Caleb ouviu os passos se aproximando. Quem estaria lá com ele? Seria ela? O acidente confundiu algumas lembranças, mas ele lembrava claramente de ver uma menina de vermelho pelo retrovisor segundos antes da batida. Sabia que ela havia os ajudado, não sabia como, mas sentia que recebeu ajuda dela. Também sentia que ela morava perto daquelas flores de beleza sobrenatural. Talvez ela estivesse por trás do mistério de porque essas flores nunca murchavam ou se danificavam.

Se virou lentamente e viu a menina de vermelho. A menina parecia ter uns dez anos, mas tamanho de seis. Porém seus olhos mostravam bem mais idade. Parecia até mais experiente e esperta que ele. E havia algo a mais também naqueles olhos misteriosos.

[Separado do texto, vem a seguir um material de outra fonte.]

//! Assisted element finding, the fallback after every locator tier fails.
//!
//! [`HeuristicAssist`] enumerates the visible interactive elements of the page
//! and scores each against the target description.

use crate::driver::{ClickMode, Locator, PageDriver};
use async_trait::async_trait;
use serde::Deserialize;
use std::time::Duration;
use tracing::debug;

/// Fallback collaborator consulted when ordinary resolution is exhausted.
#[async_trait]
pub trait ElementAssist: Send + Sync {
    /// Try to click the element best matching `target`, up to `max_attempts` scans.
    async fn attempt_click(&self, page: &dyn PageDriver, target: &str, max_attempts: u32) -> bool;

    /// Try to fill the input best matching `target`.
    async fn attempt_fill(&self, page: &dyn PageDriver, target: &str, value: &str) -> bool;
}

/// Enumerates interactive elements with their labels and a unique selector.
const SCAN_JS: &str = r#"
(() => {
    const INTERACTIVE = 'a, button, input, select, textarea, [role="button"], [role="link"], [role="tab"], [role="menuitem"], [role="option"], [onclick], [contenteditable="true"]';
    const out = [];
    const seen = new Set();

    function label(el) {
        if (el.id) {
            const l = document.querySelector('label[for=' + JSON.stringify(el.id) + ']');
            if (l) return l.textContent.trim();
        }
        const parent = el.closest('label');
        if (parent) {
            const clone = parent.cloneNode(true);
            clone.querySelectorAll('input, select, textarea').forEach(c => c.remove());
            const t = clone.textContent.trim();
            if (t) return t;
        }
        const by = el.getAttribute('aria-labelledby');
        if (by) {
            const l = document.getElementById(by);
            if (l) return l.textContent.trim();
        }
        const prev = el.previousElementSibling;
        if (prev && prev.tagName === 'LABEL') return prev.textContent.trim();
        return '';
    }

    function uniqueId(el) {
        if (!el.id) return null;
        const sel = '#' + CSS.escape(el.id);
        return document.querySelectorAll(sel).length === 1 ? sel : null;
    }

    function selector(el) {
        const own = uniqueId(el);
        if (own) return own;
        const path = [];
        let n = el;
        while (n && n.nodeType === 1) {
            let s = n.tagName.toLowerCase();
            const anchor = uniqueId(n);
            if (anchor) { path.unshift(anchor); break; }
            const p = n.parentElement;
            if (p) {
                const sibs = [...p.children].filter(c => c.tagName === n.tagName);
                if (sibs.length > 1) s += ':nth-of-type(' + (sibs.indexOf(n) + 1) + ')';
            }
            path.unshift(s);
            n = p;
        }
        return path.join(' > ');
    }

    for (const el of document.querySelectorAll(INTERACTIVE)) {
        const r = el.getBoundingClientRect();
        if (r.width < 2 || r.height < 2) continue;
        const s = getComputedStyle(el);
        if (s.display === 'none' || s.visibility === 'hidden' || parseFloat(s.opacity) < 0.1) continue;
        const sel = selector(el);
        if (seen.has(sel)) continue;
        seen.add(sel);
        const tag = el.tagName.toLowerCase();
        let text = (el.innerText || el.textContent || '').trim().replace(/\s+/g, ' ');
        if (text.length > 120) text = text.substring(0, 120);
        out.push({
            tag,
            role: el.getAttribute('role'),
            text,
            label: label(el),
            placeholder: el.getAttribute('placeholder'),
            ariaLabel: el.getAttribute('aria-label'),
            title: el.getAttribute('title'),
            name: el.getAttribute('name'),
            inputType: tag === 'input' ? (el.getAttribute('type') || 'text') : null,
            disabled: !!el.disabled || el.readOnly === true,
            selector: sel
        });
    }
    return out;
})()
"#;

/// One element reported by the page scan.
#[derive(Debug, Clone, Default, Deserialize)]
#[serde(rename_all = "camelCase", default)]
pub struct ScannedElement {
    pub tag: String,
    pub role: Option<String>,
    pub text: String,
    pub label: String,
    pub placeholder: Option<String>,
    pub aria_label: Option<String>,
    pub title: Option<String>,
    pub name: Option<String>,
    pub input_type: Option<String>,
    pub disabled: bool,
    pub selector: String,
}

impl ScannedElement {
    fn is_fillable(&self) -> bool {
        !self.disabled
            && match self.tag.as_str() {
                "textarea" => true,
                "input" => !matches!(
                    self.input_type.as_deref(),
                    Some("button" | "submit" | "reset" | "checkbox" | "radio" | "file" | "hidden" | "image")
                ),
                _ => self.role.as_deref() == Some("textbox"),
            }
    }
}

fn words(s: &str) -> Vec<String> {
    s.split(|c: char| !c.is_alphanumeric())
        .filter(|w| !w.is_empty())
        .map(|w| w.to_lowercase())
        .collect()
}

fn norm(s: &str) -> String {
    words(s).join(" ")
}

/// Score how well a text field matches the target; 0 when unrelated.
fn text_score(field: &str, target: &str) -> f64 {
    let (f, t) = (norm(field), norm(target));
    if f.is_empty() || t.is_empty() {
        return 0.0;
    }
    if f == t {
        return 100.0;
    }
    if f.contains(&t) {
        // shorter fields containing the target are more specific
        return 60.0 + 20.0 * (t.len() as f64 / f.len() as f64);
    }
    if t.contains(&f) && f.len() >= 3 {
        return 40.0;
    }
    let tw = words(target);
    let fw = words(field);
    let hits = tw.iter().filter(|w| fw.contains(w)).count();
    50.0 * hits as f64 / tw.len() as f64
}

/// Score an element as a click target.
pub fn click_score(el: &ScannedElement, target: &str) -> f64 {
    let mut best = text_score(&el.text, target);
    for field in [&el.aria_label, &el.title] {
        if let Some(f) = field {
            best = best.max(text_score(f, target) * 0.95);
        }
    }
    best = best.max(text_score(&el.label, target) * 0.9);
    if best > 0.0 {
        let clickable = matches!(el.tag.as_str(), "button" | "a")
            || matches!(el.role.as_deref(), Some("button" | "link" | "tab" | "menuitem" | "option"));
        if clickable {
            best += 5.0;
        }
        if el.disabled {
            best -= 30.0;
        }
    }
    best
}

/// Score an element as a fill target; non-fillable elements score 0.
pub fn fill_score(el: &ScannedElement, target: &str) -> f64 {
    if !el.is_fillable() {
        return 0.0;
    }
    let mut best = text_score(&el.label, target);
    for field in [&el.placeholder, &el.aria_label, &el.name, &el.title] {
        if let Some(f) = field {
            best = best.max(text_score(f, target));
        }
    }
    let t = target.to_lowercase();
    let ty = el.input_type.as_deref().unwrap_or("");
    if t.contains("password") && ty == "password" {
        best += 40.0;
    } else if (t.contains("email") || t.contains("e-mail")) && ty == "email" {
        best += 30.0;
    } else if t.contains("search") && ty == "search" {
        best += 20.0;
    } else if t.contains("phone") && ty == "tel" {
        best += 20.0;
    }
    best
}

const MIN_SCORE: f64 = 25.0;

fn ranked<'a, F>(
    elements: &'a [ScannedElement],
    target: &str,
    score: F,
) -> Vec<(f64, &'a ScannedElement)>
where
    F: Fn(&ScannedElement, &str) -> f64,
{
    let mut scored: Vec<(f64, &'a ScannedElement)> = elements
        .iter()
        .map(|e| (score(e, target), e))
        .filter(|(s, _)| *s >= MIN_SCORE)
        .collect();
    scored.sort_by(|a, b| b.0.total_cmp(&a.0));
    scored
}

/// Default assist: DOM scan plus scoring.
#[derive(Debug, Clone)]
pub struct HeuristicAssist {
    /// Candidates tried per click attempt.
    pub click_candidates: usize,
    /// Candidates tried for a fill.
    pub fill_candidates: usize,
    pub action_timeout: Duration,
}

impl Default for HeuristicAssist {
    fn default() -> Self {
        Self {
            click_candidates: 3,
            fill_candidates: 3,
            action_timeout: Duration::from_secs(2),
        }
    }
}

impl HeuristicAssist {
    pub fn new() -> Self {
        Self::default()
    }

    async fn scan(&self, page: &dyn PageDriver) -> Vec<ScannedElement> {
        match page.evaluate(SCAN_JS).await {
            Ok(value) => serde_json::from_value(value).unwrap_or_else(|e| {
                debug!("assist scan parse error: {}", e);
                Vec::new()
            }),
            Err(e) => {
                debug!("assist scan failed: {}", e);
                Vec::new()
            }
        }
    }
}

#[async_trait]
impl ElementAssist for HeuristicAssist {
    async fn attempt_click(&self, page: &dyn PageDriver, target: &str, max_attempts: u32) -> bool {
        for attempt in 1..=max_attempts.max(1) {
            let elements = self.scan(page).await;
            let ranked = ranked(&elements, target, click_score);
            debug!(
                "assist click '{}' attempt {}: {} scored of {}",
                target,
                attempt,
                ranked.len(),
                elements.len()
            );
            for (score, el) in ranked.into_iter().take(self.click_candidates) {
                let loc = Locator::Css(el.selector.clone());
                for mode in [ClickMode::Normal, ClickMode::Programmatic] {
                    match page.click(&loc, 0, mode, self.action_timeout).await {
                        Ok(()) => {
                            debug!("assist clicked {} ({:.0}, {})", loc, score, mode.name());
                            return true;
                        }
                        Err(e) if e.is_page_closed() => return true,
                        Err(e) => debug!("assist click {} failed: {}", loc, e),
                    }
                }
            }
            if attempt < max_attempts {
                let _ = page.scroll_by(600).await;
                tokio::time::sleep(Duration::from_millis(300 * attempt as u64)).await;
            }
        }
        false
    }

    async fn attempt_fill(&self, page: &dyn PageDriver, target: &str, value: &str) -> bool {
        let elements = self.scan(page).await;
        for (score, el) in ranked(&elements, target, fill_score)
            .into_iter()
            .take(self.fill_candidates)
        {
            let loc = Locator::Css(el.selector.clone());
            match page.fill(&loc, 0, value, self.action_timeout).await {
                Ok(()) => {
                    debug!("assist filled {} ({:.0})", loc, score);
                    return true;
                }
                Err(e) => debug!("assist fill {} failed: {}", loc, e),
            }
        }
        false
    }
}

-Caleb, consegue me ver?-perguntou surpresa Summer ao notar que era vista aparentemente. Ele apenas concordou com a cabeça meio sem jeito ainda. O que se passaria pela mente dele? Summer não sabia dizer. Ele não aparecia exatamente surpreso. Parecia esperar que ela aparecesse. Depois de um longo tempo de silêncio, apenas com o vento ao fundo, a menina perguntou o que queria perguntar desde quando o viu novamente- Onde está seu amigo?

A expressão dele mudou de repente. Havia uma certa tristeza em sua fala quando disse:

-É uma longa história...

-Ele morreu?!- perguntou com medo da resposta- Mas ele estava melhor...Você pegou o pior do acidente. Ele está vivo não é?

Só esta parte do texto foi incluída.